_Directions_.
All lines holding the word "index" in the listing below need to be copied.

_Task data_.
============
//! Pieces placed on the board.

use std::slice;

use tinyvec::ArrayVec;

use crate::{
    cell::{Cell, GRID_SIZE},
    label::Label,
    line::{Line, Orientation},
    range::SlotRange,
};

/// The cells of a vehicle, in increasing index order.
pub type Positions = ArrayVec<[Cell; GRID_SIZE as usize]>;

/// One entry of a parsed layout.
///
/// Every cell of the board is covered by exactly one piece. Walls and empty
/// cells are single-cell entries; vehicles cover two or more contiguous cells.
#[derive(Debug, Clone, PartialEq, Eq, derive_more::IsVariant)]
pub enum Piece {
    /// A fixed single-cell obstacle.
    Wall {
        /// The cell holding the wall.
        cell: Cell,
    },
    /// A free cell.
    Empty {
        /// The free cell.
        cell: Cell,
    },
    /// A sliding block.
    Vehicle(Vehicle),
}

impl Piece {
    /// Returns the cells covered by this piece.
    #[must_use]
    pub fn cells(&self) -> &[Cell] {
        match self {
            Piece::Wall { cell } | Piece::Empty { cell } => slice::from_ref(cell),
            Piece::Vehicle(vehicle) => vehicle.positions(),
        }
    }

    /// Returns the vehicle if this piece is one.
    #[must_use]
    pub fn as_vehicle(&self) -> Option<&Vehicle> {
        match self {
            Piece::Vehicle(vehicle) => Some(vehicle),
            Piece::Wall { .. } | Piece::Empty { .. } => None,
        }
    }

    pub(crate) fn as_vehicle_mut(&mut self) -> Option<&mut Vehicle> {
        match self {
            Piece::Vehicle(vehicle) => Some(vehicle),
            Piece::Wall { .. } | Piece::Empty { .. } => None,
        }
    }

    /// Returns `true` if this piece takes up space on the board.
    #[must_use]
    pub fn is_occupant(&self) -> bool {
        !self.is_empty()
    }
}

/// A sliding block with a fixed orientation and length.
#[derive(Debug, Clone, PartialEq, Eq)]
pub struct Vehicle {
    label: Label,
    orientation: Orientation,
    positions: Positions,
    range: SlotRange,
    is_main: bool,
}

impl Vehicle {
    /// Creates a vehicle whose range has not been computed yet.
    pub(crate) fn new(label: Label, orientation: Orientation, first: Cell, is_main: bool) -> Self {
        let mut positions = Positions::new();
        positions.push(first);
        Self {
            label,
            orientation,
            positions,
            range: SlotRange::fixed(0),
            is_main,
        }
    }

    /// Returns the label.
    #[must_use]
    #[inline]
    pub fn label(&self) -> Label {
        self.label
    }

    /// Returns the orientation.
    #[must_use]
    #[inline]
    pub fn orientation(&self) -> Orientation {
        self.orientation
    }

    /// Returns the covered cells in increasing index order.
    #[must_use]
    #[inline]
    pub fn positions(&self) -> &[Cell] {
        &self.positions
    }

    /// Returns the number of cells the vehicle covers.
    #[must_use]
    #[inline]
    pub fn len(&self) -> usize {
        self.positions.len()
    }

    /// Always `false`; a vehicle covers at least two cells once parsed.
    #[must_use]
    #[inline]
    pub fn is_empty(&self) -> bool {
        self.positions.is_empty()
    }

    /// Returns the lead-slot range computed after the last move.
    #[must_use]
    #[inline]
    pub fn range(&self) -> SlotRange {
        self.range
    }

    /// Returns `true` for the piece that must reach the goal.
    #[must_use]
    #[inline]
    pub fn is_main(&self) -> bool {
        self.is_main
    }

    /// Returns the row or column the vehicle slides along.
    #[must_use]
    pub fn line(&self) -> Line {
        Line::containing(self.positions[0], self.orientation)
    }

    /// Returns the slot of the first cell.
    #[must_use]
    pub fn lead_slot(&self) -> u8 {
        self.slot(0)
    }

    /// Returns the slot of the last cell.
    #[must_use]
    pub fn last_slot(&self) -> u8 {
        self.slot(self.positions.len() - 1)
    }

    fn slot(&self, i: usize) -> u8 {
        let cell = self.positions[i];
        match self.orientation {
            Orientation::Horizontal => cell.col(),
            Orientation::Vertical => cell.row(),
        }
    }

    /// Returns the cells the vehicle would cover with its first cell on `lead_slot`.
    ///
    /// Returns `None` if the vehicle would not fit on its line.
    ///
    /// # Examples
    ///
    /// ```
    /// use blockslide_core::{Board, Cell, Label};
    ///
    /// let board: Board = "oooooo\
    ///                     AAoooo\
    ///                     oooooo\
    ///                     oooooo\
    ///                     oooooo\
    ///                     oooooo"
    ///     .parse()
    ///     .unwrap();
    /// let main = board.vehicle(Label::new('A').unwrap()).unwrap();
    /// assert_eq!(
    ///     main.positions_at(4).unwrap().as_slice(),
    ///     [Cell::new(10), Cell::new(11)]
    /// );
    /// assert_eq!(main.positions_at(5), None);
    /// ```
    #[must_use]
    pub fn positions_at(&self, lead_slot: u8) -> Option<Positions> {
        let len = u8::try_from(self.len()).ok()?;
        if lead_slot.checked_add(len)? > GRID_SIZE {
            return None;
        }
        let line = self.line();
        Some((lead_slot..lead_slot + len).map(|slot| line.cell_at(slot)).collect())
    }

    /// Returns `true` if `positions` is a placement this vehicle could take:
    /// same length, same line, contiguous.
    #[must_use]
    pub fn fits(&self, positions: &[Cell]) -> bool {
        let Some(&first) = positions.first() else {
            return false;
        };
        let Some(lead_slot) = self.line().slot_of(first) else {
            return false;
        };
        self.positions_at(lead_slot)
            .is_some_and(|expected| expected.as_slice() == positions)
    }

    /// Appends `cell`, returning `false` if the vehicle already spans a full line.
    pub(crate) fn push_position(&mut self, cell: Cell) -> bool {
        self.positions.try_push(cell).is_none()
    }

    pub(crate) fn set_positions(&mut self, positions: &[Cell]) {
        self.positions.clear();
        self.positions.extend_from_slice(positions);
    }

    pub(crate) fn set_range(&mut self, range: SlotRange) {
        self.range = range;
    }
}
============
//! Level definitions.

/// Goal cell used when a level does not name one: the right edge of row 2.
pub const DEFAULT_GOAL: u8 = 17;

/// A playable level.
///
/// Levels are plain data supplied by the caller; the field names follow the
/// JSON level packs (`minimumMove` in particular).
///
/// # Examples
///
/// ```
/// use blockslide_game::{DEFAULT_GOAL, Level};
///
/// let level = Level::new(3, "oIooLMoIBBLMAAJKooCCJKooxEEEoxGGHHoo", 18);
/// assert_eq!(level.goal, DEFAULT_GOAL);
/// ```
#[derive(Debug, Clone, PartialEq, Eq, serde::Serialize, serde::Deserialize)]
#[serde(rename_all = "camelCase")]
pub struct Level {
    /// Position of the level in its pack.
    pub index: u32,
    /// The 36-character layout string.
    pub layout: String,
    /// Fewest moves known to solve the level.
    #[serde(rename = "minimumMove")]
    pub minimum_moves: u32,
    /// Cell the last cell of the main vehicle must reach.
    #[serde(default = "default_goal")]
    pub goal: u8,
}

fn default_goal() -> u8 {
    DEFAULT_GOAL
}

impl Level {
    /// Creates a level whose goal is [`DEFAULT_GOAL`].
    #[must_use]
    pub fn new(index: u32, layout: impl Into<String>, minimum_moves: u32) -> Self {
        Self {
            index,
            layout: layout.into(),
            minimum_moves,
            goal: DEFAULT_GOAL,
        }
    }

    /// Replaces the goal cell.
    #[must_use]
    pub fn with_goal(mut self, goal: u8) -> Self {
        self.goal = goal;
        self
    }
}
============
_Exercise answer_.
/// The cells of a vehicle, in increasing index order.
    /// Returns the covered cells in increasing index order.
    pub index: u32,
    pub fn new(index: u32, layout: impl Into<String>, minimum_moves: u32) -> Self {
            index,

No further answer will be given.